Egan wouldn't even call Telstra's document a bid. "It's not a half bid. It's not a bid at all," he said, calling the speeds and coverage mentioned in the document "outrageous". "They've shot themselves in the head," he said.

Ovum telecommunications analyst David Kennedy, however, did not think the telco had definitely ruled itself out, saying that by lodging a short, allegedly non-compliant bid, Telstra had kept itself in the running for the Government's funding.

Kennedy saw the document as an invitation for "senior levels" of government meaning Communications Minister Stephen Conroy and Prime Minister Kevin Rudd, to sit down with Telstra and work out a deal.
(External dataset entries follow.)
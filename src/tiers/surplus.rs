//! SurplusTier: spends structure points still banked after upgrades.

use crate::config::SurplusPolicy;
use crate::engine::{Commander, Resource};
use crate::tier::*;
use crate::unit::*;
use log::*;

pub struct SurplusTier;

impl SurplusTier {
    /// Scrap the weakest wall. The repair tier sees the self-removal next turn
    /// and puts a turret in its place.
    fn swap_wall(ctx: &TurnContext, commander: &mut Commander) {
        let removed = removed_this_turn(commander);
        match ctx.board.weakest(StructureKind::Wall, &removed) {
            Some(wall) => {
                debug!("Surplus: scrapping wall at {:?} ({} hp)", wall.location, wall.health);
                commander.remove(wall.location);
            }
            None => trace!("Surplus: no wall left to scrap"),
        }
    }

    /// Crowd new turrets around the turrets that did the most damage, leaving
    /// out those the reactive tier already reinforced.
    fn reinforce_turrets(ctx: &TurnContext, commander: &mut Commander) {
        let skip = ctx.strategy.reactive.reinforce_top_turrets;
        let ranked = ctx.events.turret_damage.ranked();
        let placed = reinforce_around(ctx, commander, ranked.into_iter().skip(skip));
        debug!("Surplus: {} reinforcing turrets", placed);
    }
}

impl BuildTier for SurplusTier {
    fn name(&self) -> &str {
        "surplus"
    }

    fn execute(&self, ctx: &TurnContext, commander: &mut Commander) {
        let balance = commander.balance(Resource::StructurePoints);
        if balance <= ctx.strategy.surplus_threshold {
            return;
        }
        match ctx.strategy.surplus {
            SurplusPolicy::WallSwap => Self::swap_wall(ctx, commander),
            SurplusPolicy::ReinforceTurrets => Self::reinforce_turrets(ctx, commander),
        }
    }
}

#[cfg(test)]
mod tests {
    use super::*;
    use crate::board::*;
    use crate::config::StrategyConfig;
    use crate::engine::{GameEngine, Player, Resource};
    use crate::events::*;
    use crate::fixtures::*;
    use crate::location::Location;
    use crate::offline::OfflineEngine;

    fn loc(x: u8, y: u8) -> Location {
        Location::at(x, y)
    }

    fn wall(x: u8, y: u8, health: f64) -> StructureRecord {
        StructureRecord {
            location: loc(x, y),
            kind: StructureKind::Wall,
            health,
            upgraded: false,
        }
    }

    #[test]
    fn wall_swap_skips_walls_already_removed() {
        let config = game_config();
        let strategy = StrategyConfig::default();
        let board = BoardSnapshot {
            structures: vec![wall(3, 13, 10.0), wall(4, 13, 20.0), wall(5, 13, 30.0)],
            ..BoardSnapshot::default()
        };
        let events = TurnEvents::default();
        let history = ScoredOnHistory::default();
        let ctx = TurnContext {
            turn: 4,
            config: &config,
            strategy: &strategy,
            board: &board,
            events: &events,
            history: &history,
        };

        let mut engine = OfflineEngine::new(game_config());
        engine.set_balance(Resource::StructurePoints, Player::Own, 20.0);
        for s in &board.structures {
            engine.add_structure(s.kind, s.location, false);
        }
        let mut commander = Commander::new(&mut engine);
        commander.remove(loc(3, 13));
        SurplusTier.execute(&ctx, &mut commander);
        let (actions, _) = commander.submit();

        assert_eq!(actions.len(), 2);
        assert_eq!(actions[1].location(), loc(4, 13));
    }

    #[test]
    fn reinforcement_stops_when_budget_runs_low() {
        let config = game_config();
        let strategy = StrategyConfig {
            surplus: SurplusPolicy::ReinforceTurrets,
            surplus_threshold: 4.0,
            ..StrategyConfig::default()
        };
        let board = BoardSnapshot::default();
        let mut events = TurnEvents::default();
        events.turret_damage.add(loc(9, 10), 30.0);
        let history = ScoredOnHistory::default();
        let ctx = TurnContext {
            turn: 4,
            config: &config,
            strategy: &strategy,
            board: &board,
            events: &events,
            history: &history,
        };

        let mut engine = OfflineEngine::new(game_config());
        engine.set_balance(Resource::StructurePoints, Player::Own, 5.0);
        engine.add_structure(StructureKind::Turret, loc(9, 10), false);
        let mut commander = Commander::new(&mut engine);
        SurplusTier.execute(&ctx, &mut commander);
        commander.submit();

        let built = |x, y| engine.structure_at(loc(x, y)).map(|s| s.kind);
        assert_eq!(built(9, 11), Some(StructureKind::Turret));
        assert_eq!(built(9, 9), Some(StructureKind::Turret));
        assert_eq!(built(10, 10), None);
        assert_eq!(engine.resource(Resource::StructurePoints, Player::Own), 1.0);
    }

    #[test]
    fn reinforcement_leaves_lanes_and_reactive_turrets_alone() {
        let config = game_config();
        let mut strategy = StrategyConfig::side_steered();
        strategy.reactive.reinforce_top_turrets = 1;
        let board = BoardSnapshot::default();
        let mut events = TurnEvents::default();
        events.turret_damage.add(loc(20, 11), 40.0);
        events.turret_damage.add(loc(5, 11), 10.0);
        let history = ScoredOnHistory::default();
        let ctx = TurnContext {
            turn: 4,
            config: &config,
            strategy: &strategy,
            board: &board,
            events: &events,
            history: &history,
        };

        let mut engine = OfflineEngine::new(game_config());
        engine.set_balance(Resource::StructurePoints, Player::Own, 100.0);
        engine.add_structure(StructureKind::Turret, loc(5, 11), false);
        let mut commander = Commander::new(&mut engine);
        SurplusTier.execute(&ctx, &mut commander);
        commander.submit();

        let built = |x, y| engine.structure_at(loc(x, y)).map(|s| s.kind);
        // (5, 10) and (4, 11) are on the left launch lane.
        assert_eq!(built(5, 10), None);
        assert_eq!(built(4, 11), None);
        assert_eq!(built(5, 12), Some(StructureKind::Turret));
        assert_eq!(built(6, 11), Some(StructureKind::Turret));
        // (20, 11) is the top turret, which the reactive tier covers.
        assert_eq!(built(20, 12), None);
        assert_eq!(built(21, 11), None);
        assert_eq!(engine.structure_count(), 3);
    }

    #[test]
    fn nothing_happens_at_or_below_threshold() {
        let config = game_config();
        let strategy = StrategyConfig::default();
        let board = BoardSnapshot {
            structures: vec![wall(3, 13, 10.0)],
            ..BoardSnapshot::default()
        };
        let events = TurnEvents::default();
        let history = ScoredOnHistory::default();
        let ctx = TurnContext {
            turn: 4,
            config: &config,
            strategy: &strategy,
            board: &board,
            events: &events,
            history: &history,
        };

        let mut engine = OfflineEngine::new(game_config());
        engine.set_balance(Resource::StructurePoints, Player::Own, 10.0);
        engine.add_structure(StructureKind::Wall, loc(3, 13), false);
        let mut commander = Commander::new(&mut engine);
        SurplusTier.execute(&ctx, &mut commander);
        assert!(commander.actions().is_empty());
    }
}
Whether the invitation would be taken up depended on the Terria-backed Optus Network Investments (ONI) bid, Kennedy said. "If the department doesn't feel they can accept the Optus bid they're going to find themselves in the position where they can't not talk to Telstra," he said.

Kennedy believed that the other bids would have to be very strong to compete with Telstra's financial and technical abilities.

Gartner analyst Robin Simpson said it was a Mexican standoff at which he wasn't sure the government would blink. He believed that Telstra would be "convinced" into very soon filing a proper bid, which would allow it to continue in the process, unless the government decided that Acacia's, Axia's or Terria's bid was good enough to exclude them.

He said Telstra's strategy was risky, especially given that Terria's bid seemed to be compliant, saying in the release it meant to meet the 98 per cent coverage objective. "I think [Telstra's] painted themselves into a corner," he said.